» Task requirements: Repeat the entries verbatim.

» Material supplied:
■ ■ ■ ■

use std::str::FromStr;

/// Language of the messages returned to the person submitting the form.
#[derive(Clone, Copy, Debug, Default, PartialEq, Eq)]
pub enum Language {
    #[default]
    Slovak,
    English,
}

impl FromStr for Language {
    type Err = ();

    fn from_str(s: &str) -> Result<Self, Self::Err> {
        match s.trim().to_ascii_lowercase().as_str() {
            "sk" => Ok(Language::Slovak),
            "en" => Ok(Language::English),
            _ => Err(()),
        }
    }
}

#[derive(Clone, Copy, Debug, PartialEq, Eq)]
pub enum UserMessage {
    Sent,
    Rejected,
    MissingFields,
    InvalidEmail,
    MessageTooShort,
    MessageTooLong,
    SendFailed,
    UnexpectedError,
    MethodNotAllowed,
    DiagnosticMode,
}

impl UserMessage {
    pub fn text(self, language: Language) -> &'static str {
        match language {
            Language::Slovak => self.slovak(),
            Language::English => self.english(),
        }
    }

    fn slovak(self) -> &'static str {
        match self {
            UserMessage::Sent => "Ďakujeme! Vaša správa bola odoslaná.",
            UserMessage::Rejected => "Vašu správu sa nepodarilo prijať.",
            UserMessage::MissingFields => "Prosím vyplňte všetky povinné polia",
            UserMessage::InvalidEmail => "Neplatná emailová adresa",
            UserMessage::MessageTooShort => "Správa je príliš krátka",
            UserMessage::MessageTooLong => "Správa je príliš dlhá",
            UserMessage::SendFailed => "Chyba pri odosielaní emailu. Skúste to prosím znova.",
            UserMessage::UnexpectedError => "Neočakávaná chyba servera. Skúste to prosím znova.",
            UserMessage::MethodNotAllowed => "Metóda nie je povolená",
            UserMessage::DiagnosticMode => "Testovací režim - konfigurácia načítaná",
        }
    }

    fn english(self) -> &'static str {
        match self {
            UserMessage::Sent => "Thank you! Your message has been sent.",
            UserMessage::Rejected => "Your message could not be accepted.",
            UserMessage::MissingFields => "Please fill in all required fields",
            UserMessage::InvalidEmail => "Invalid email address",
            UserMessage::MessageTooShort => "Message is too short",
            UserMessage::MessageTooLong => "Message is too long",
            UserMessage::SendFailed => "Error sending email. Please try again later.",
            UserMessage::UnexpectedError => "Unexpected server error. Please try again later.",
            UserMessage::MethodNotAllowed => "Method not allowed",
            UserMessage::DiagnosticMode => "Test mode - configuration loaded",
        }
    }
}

■ ■ ■ ■

» Written solution:
use std::str::FromStr;

/// Language of the messages returned to the person submitting the form.
#[derive(Clone, Copy, Debug, Default, PartialEq, Eq)]
pub enum Language {
    #[default]
    Slovak,
    English,
}

impl FromStr for Language {
    type Err = ();

    fn from_str(s: &str) -> Result<Self, Self::Err> {
        match s.trim().to_ascii_lowercase().as_str() {
            "sk" => Ok(Language::Slovak),
            "en" => Ok(Language::English),
            _ => Err(()),
        }
    }
}

#[derive(Clone, Copy, Debug, PartialEq, Eq)]
pub enum UserMessage {
    Sent,
    Rejected,
    MissingFields,
    InvalidEmail,
    MessageTooShort,
    MessageTooLong,
    SendFailed,
    UnexpectedError,
    MethodNotAllowed,
    DiagnosticMode,
}

impl UserMessage {
    pub fn text(self, language: Language) -> &'static str {
        match language {
            Language::Slovak => self.slovak(),
            Language::English => self.english(),
        }
    }

    fn slovak(self) -> &'static str {
        match self {
            UserMessage::Sent => "Ďakujeme! Vaša správa bola odoslaná.",
            UserMessage::Rejected => "Vašu správu sa nepodarilo prijať.",
            UserMessage::MissingFields => "Prosím vyplňte všetky povinné polia",
            UserMessage::InvalidEmail => "Neplatná emailová adresa",
            UserMessage::MessageTooShort => "Správa je príliš krátka",
            UserMessage::MessageTooLong => "Správa je príliš dlhá",
            UserMessage::SendFailed => "Chyba pri odosielaní emailu. Skúste to prosím znova.",
            UserMessage::UnexpectedError => "Neočakávaná chyba servera. Skúste to prosím znova.",
            UserMessage::MethodNotAllowed => "Metóda nie je povolená",
            UserMessage::DiagnosticMode => "Testovací režim - konfigurácia načítaná",
        }
    }

    fn english(self) -> &'static str {
        match self {
            UserMessage::Sent => "Thank you! Your message has been sent.",
            UserMessage::Rejected => "Your message could not be accepted.",
            UserMessage::MissingFields => "Please fill in all required fields",
            UserMessage::InvalidEmail => "Invalid email address",
            UserMessage::MessageTooShort => "Message is too short",
            UserMessage::MessageTooLong => "Message is too long",
            UserMessage::SendFailed => "Error sending email. Please try again later.",
            UserMessage::UnexpectedError => "Unexpected server error. Please try again later.",
            UserMessage::MethodNotAllowed => "Method not allowed",
            UserMessage::DiagnosticMode => "Test mode - configuration loaded",
        }
    }
}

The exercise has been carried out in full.